--- Task inputs Enclosed Below ---
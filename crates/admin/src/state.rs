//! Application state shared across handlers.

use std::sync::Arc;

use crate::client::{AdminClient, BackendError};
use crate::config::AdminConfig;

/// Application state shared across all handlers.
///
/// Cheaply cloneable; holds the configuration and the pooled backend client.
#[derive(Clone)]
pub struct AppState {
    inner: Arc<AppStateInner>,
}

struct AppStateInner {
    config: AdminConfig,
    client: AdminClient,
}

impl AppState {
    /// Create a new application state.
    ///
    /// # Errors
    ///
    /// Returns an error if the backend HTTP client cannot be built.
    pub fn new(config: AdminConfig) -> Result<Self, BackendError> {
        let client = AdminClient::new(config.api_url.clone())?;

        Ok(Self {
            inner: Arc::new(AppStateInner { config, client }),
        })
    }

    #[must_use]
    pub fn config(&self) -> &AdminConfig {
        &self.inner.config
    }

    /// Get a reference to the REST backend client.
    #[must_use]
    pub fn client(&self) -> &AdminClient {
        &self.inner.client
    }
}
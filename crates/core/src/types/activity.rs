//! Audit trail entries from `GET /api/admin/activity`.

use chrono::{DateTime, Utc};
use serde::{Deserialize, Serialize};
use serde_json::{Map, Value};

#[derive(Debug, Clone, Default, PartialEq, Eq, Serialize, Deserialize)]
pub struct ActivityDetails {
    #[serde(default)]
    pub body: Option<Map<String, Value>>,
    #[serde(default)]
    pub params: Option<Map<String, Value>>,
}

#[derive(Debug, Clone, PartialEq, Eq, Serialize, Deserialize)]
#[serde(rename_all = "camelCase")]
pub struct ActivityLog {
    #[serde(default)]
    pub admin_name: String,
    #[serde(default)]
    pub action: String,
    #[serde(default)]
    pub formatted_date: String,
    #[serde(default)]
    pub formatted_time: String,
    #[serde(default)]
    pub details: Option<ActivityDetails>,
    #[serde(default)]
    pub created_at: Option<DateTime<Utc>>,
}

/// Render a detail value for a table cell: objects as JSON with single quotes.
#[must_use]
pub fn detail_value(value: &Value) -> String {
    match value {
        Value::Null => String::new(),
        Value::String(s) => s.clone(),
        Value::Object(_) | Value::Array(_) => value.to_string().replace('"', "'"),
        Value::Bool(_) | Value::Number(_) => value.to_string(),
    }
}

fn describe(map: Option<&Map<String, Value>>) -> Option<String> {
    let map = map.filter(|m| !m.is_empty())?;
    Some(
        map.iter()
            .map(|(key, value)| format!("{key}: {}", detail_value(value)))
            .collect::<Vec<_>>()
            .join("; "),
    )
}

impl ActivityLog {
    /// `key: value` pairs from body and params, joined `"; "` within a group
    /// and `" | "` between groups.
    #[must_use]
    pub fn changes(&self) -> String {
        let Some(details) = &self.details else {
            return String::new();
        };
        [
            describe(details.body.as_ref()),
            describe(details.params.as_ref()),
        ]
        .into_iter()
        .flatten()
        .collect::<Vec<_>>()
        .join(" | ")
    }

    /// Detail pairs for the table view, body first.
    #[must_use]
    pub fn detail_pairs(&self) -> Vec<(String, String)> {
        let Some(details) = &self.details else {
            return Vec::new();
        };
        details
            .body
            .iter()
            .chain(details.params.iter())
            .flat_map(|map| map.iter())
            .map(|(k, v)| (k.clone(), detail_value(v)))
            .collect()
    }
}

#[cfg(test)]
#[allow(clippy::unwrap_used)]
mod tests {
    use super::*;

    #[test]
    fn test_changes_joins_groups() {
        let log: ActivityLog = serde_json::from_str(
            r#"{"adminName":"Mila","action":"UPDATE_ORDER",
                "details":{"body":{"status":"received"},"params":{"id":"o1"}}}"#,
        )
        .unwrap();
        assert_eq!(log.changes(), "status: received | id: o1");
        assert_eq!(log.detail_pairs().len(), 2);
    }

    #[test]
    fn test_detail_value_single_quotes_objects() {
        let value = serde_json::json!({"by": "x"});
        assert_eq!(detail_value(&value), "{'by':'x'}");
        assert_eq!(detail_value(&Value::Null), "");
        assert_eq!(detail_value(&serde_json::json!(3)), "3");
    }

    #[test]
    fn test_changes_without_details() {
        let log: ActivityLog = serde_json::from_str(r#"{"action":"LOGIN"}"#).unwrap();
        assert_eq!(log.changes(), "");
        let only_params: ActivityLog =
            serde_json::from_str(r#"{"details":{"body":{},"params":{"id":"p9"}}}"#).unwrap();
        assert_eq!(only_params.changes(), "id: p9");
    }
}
--- End of Enclosed Task inputs ---
### Exercise
The answer is each line from the entries above in which the word "ActivityDetails" occurs.

### Written answer
pub struct ActivityDetails {
    pub details: Option<ActivityDetails>,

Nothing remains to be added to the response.